On les dit paresseux, mais une étude vient de prouver le contraire. Les jeunes d'aujourd'hui sont plus travailleurs que leurs parents. L'immense majorité d'entre eux est même prête à travailler soirs et weekends.

Et si les mots « jeunes » et « feignants » n'allaient pas si bien ensemble ? Une enquête du site Qapa, réalisée auprès de 18 020 Français, révèle que la nouvelle génération est (beaucoup) plus bosseuse que l'ancienne.

Pas de 35 heures chez les jeunes

Les mêmes questions ont été posées à trois tranches d'âges : les jeunes (18-25 ans), les adultes (25-45 ans) et les seniors (plus de 45 ans). Premier constat : les plus âgés ont le temps de travail le moins long. La majorité d'entre eux (39 %) a déclaré s'en tenir aux 35 heures hebdomadaires, alors que 41 % des adultes et 29 % des jeunes travaillent entre 40 et 45 heures. Chez les 18-25 ans, ils sont aussi 28 % à travailler entre 35 et 40 heures, pour seulement 3 % aux 35 heures.

Pour autant, les seniors ne manquent pas de volonté, puisque 61 % d'entre eux, comme 60 % des jeunes, se disent prêts à travailler plus. Chez les adultes, ces volontaires sont minoritaires (41 %). Mais pourquoi travailler plus ? Pour gagner plus, pour 70 % des jeunes, 56 % des adultes et 54 % des seniors. Alors que seulement 1 % des 18-25 ans, contre 35 % des plus de 45 ans, espèrent un statut supérieur.

Lire aussi Depuis 35 ans, les jeunes oubliés des politiques publiques

9 jeunes sur 10 prêts à travailler le weekend

Dans la même veine, une écrasante majorité (90 %) de jeunes se dit prête à travailler tard le soir ou le weekend, tout comme 64 % des plus de 45 ans.
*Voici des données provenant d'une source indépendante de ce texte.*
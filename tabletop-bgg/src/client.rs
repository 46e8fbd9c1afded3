use std::sync::{Mutex, PoisonError};
use std::time::{Duration, Instant};

use reqwest::StatusCode;
use reqwest::blocking::{Client, Response};

use crate::database::GameDatabase;
use crate::error::BggError;
use crate::types::{GameDetails, ImageData, SearchCandidate, image_extension};
use crate::xml::{parse_search, parse_thing};

pub const DEFAULT_BASE_URL: &str = "https://boardgamegeek.com/xmlapi2";
pub const DEFAULT_MIN_INTERVAL: Duration = Duration::from_millis(2000);
/// Calls closer together than this get clients banned.
pub const MIN_INTERVAL_FLOOR: Duration = Duration::from_millis(1000);
const SEARCH_TYPES: &str = "boardgame,boardgameexpansion";
const MAX_ERROR_BODY: usize = 200;

/// Connection settings for [`BggClient`].
#[derive(Debug, Clone)]
pub struct ClientConfig {
    pub base_url: String,
    /// Minimum time between the starts of two calls.
    pub min_interval: Duration,
    /// Bound on each HTTP request.
    pub timeout: Duration,
    /// Extra attempts for queued (202), throttled (429) and 5xx responses.
    pub max_retries: u32,
    pub user_agent: String,
    /// Sent as a bearer token when set.
    pub api_token: Option<String>,
}

impl Default for ClientConfig {
    fn default() -> Self {
        Self {
            base_url: DEFAULT_BASE_URL.to_string(),
            min_interval: DEFAULT_MIN_INTERVAL,
            timeout: Duration::from_secs(15),
            max_retries: 2,
            user_agent: concat!("tabletop/", env!("CARGO_PKG_VERSION")).to_string(),
            api_token: None,
        }
    }
}

/// Enforces a minimum delay between calls.
///
/// The first call passes immediately. Each later call sleeps until
/// `interval` has passed since the previous one started.
pub struct RateGate {
    interval: Duration,
    last: Mutex<Option<Instant>>,
}

impl RateGate {
    pub fn new(interval: Duration) -> Self {
        Self {
            interval,
            last: Mutex::new(None),
        }
    }

    /// Block until the next call may start. Returns how long it slept.
    pub fn wait(&self) -> Duration {
        let mut last = self.last.lock().unwrap_or_else(PoisonError::into_inner);
        let mut slept = Duration::ZERO;
        if let Some(prev) = *last {
            let elapsed = prev.elapsed();
            if elapsed < self.interval {
                slept = self.interval - elapsed;
                std::thread::sleep(slept);
            }
        }
        *last = Some(Instant::now());
        slept
    }
}

/// Blocking client for the BoardGameGeek XML API 2 with rate limiting and
/// retry of transient responses.
pub struct BggClient {
    http: Client,
    config: ClientConfig,
    gate: RateGate,
}

impl BggClient {
    /// Build a client. An interval below [`MIN_INTERVAL_FLOOR`] is raised to it.
    pub fn new(mut config: ClientConfig) -> Result<Self, BggError> {
        if config.min_interval < MIN_INTERVAL_FLOOR {
            log::warn!(
                "Request interval {}ms is below the {}ms floor; using the floor",
                config.min_interval.as_millis(),
                MIN_INTERVAL_FLOOR.as_millis()
            );
            config.min_interval = MIN_INTERVAL_FLOOR;
        }
        if config.base_url.trim().is_empty() {
            return Err(BggError::config("base URL is empty"));
        }
        config.base_url = config.base_url.trim_end_matches('/').to_string();

        let http = Client::builder()
            .timeout(config.timeout)
            .user_agent(config.user_agent.clone())
            .build()?;

        Ok(Self {
            http,
            gate: RateGate::new(config.min_interval),
            config,
        })
    }

    pub fn config(&self) -> &ClientConfig {
        &self.config
    }

    /// GET an API endpoint, retrying queued/throttled/server-error responses
    /// with doubling back-off.
    fn api_get(&self, endpoint: &str, query: &[(&str, String)]) -> Result<String, BggError> {
        let url = format!("{}/{endpoint}", self.config.base_url);
        let mut backoff = self.config.min_interval;
        let mut attempt = 0;

        loop {
            self.gate.wait();

            let mut request = self.http.get(&url).query(query);
            if let Some(token) = &self.config.api_token {
                request = request.bearer_auth(token);
            }
            let resp = request.send()?;
            let status = resp.status();

            if status.is_success() && status != StatusCode::ACCEPTED {
                return Ok(resp.text()?);
            }

            let transient = status == StatusCode::ACCEPTED
                || status == StatusCode::TOO_MANY_REQUESTS
                || status.is_server_error();
            if transient && attempt < self.config.max_retries {
                attempt += 1;
                log::debug!(
                    "HTTP {status} from {endpoint}, retry {attempt}/{} in {}ms",
                    self.config.max_retries,
                    backoff.as_millis()
                );
                std::thread::sleep(backoff);
                backoff *= 2;
                continue;
            }

            return Err(status_error(status, resp));
        }
    }
}

fn status_error(status: StatusCode, resp: Response) -> BggError {
    match status {
        StatusCode::NOT_FOUND => BggError::NotFound,
        StatusCode::TOO_MANY_REQUESTS => BggError::RateLimit,
        StatusCode::UNAUTHORIZED | StatusCode::FORBIDDEN => BggError::Unauthorized(status.as_u16()),
        StatusCode::ACCEPTED => BggError::ServerError {
            status: status.as_u16(),
            message: "request still queued".to_string(),
        },
        _ => {
            let body = resp.text().unwrap_or_default();
            BggError::ServerError {
                status: status.as_u16(),
                message: body.chars().take(MAX_ERROR_BODY).collect(),
            }
        }
    }
}

impl GameDatabase for BggClient {
    fn search(&self, query: &str) -> Result<Vec<SearchCandidate>, BggError> {
        let body = self.api_get(
            "search",
            &[("query", query.to_string()), ("type", SEARCH_TYPES.to_string())],
        )?;
        let results = parse_search(&body)?;
        log::debug!("Search '{query}' returned {} candidates", results.len());
        Ok(results)
    }

    fn game_details(&self, id: u32) -> Result<GameDetails, BggError> {
        let body = self.api_get("thing", &[("id", id.to_string()), ("stats", "1".to_string())])?;
        parse_thing(&body, id)
    }

    fn fetch_image(&self, url: &str) -> Result<ImageData, BggError> {
        self.gate.wait();

        let resp = self.http.get(url).send()?;
        let status = resp.status();
        if !status.is_success() {
            return Err(status_error(status, resp));
        }
        let bytes = resp.bytes()?.to_vec();
        if bytes.is_empty() {
            return Err(BggError::api(format!("empty image body from {url}")));
        }

        Ok(ImageData {
            bytes,
            extension: image_extension(url).to_string(),
        })
    }
}

#[cfg(test)]
mod tests {
    use super::*;

    #[test]
    fn gate_first_call_passes_immediately() {
        let gate = RateGate::new(Duration::from_millis(200));
        assert_eq!(gate.wait(), Duration::ZERO);
    }

    #[test]
    fn gate_spaces_consecutive_calls() {
        let gate = RateGate::new(Duration::from_millis(50));
        let start = Instant::now();
        gate.wait();
        gate.wait();
        gate.wait();
        assert!(start.elapsed() >= Duration::from_millis(100));
    }

    #[test]
    fn interval_below_floor_is_raised() {
        let client = BggClient::new(ClientConfig {
            min_interval: Duration::from_millis(10),
            ..ClientConfig::default()
        })
        .unwrap();
        assert_eq!(client.config().min_interval, MIN_INTERVAL_FLOOR);
    }

    #[test]
    fn empty_base_url_is_rejected() {
        let result = BggClient::new(ClientConfig {
            base_url: " ".to_string(),
            ..ClientConfig::default()
        });
        assert!(matches!(result, Err(BggError::Config(_))));
    }

    #[test]
    fn trailing_slash_trimmed_from_base_url() {
        let client = BggClient::new(ClientConfig {
            base_url: "https://example.test/xmlapi2/".to_string(),
            ..ClientConfig::default()
        })
        .unwrap();
        assert_eq!(client.config().base_url, "https://example.test/xmlapi2");
    }
}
Chez les 25-45 ans, conséquence attendue d'une vie familiale plus marquée, la majorité (70 %) ne souhaite pas travailler les weekends. Les trois tranches d'âges semblent toutefois se satisfaire des rythmes de travail actuels, puisque pour 49 % des jeunes, 51 % des adultes et 57 % des seniors, la semaine de travail devrait compter 5 jours. En revanche, si 33 % des adultes se verraient bien travailler 4 jours, 23 % des 18-25 ans iraient jusqu'à pousser la semaine jusque 6 jours.

Travailler beaucoup est une chose, mais et si on travaillait moins ? Cette question aussi divise les générations. Pour 70 % des jeunes, avoir plus de temps libre pour soi est une motivation à travailler moins, contre seulement 22 % des adultes et 26 % des seniors, qui y voient en revanche une occasion de passer du temps libre avec leurs proches (respectivement 35 et 36 %, contre 10 % des jeunes). Mais la grande différence tient dans les conséquences négatives du travail. Ainsi, 43 % des adultes et 38 % des seniors pensent que travailler moins réduirait leur stress et augmenterait leur qualité de vie et leur santé, contre seulement 15 % des 18-25 ans.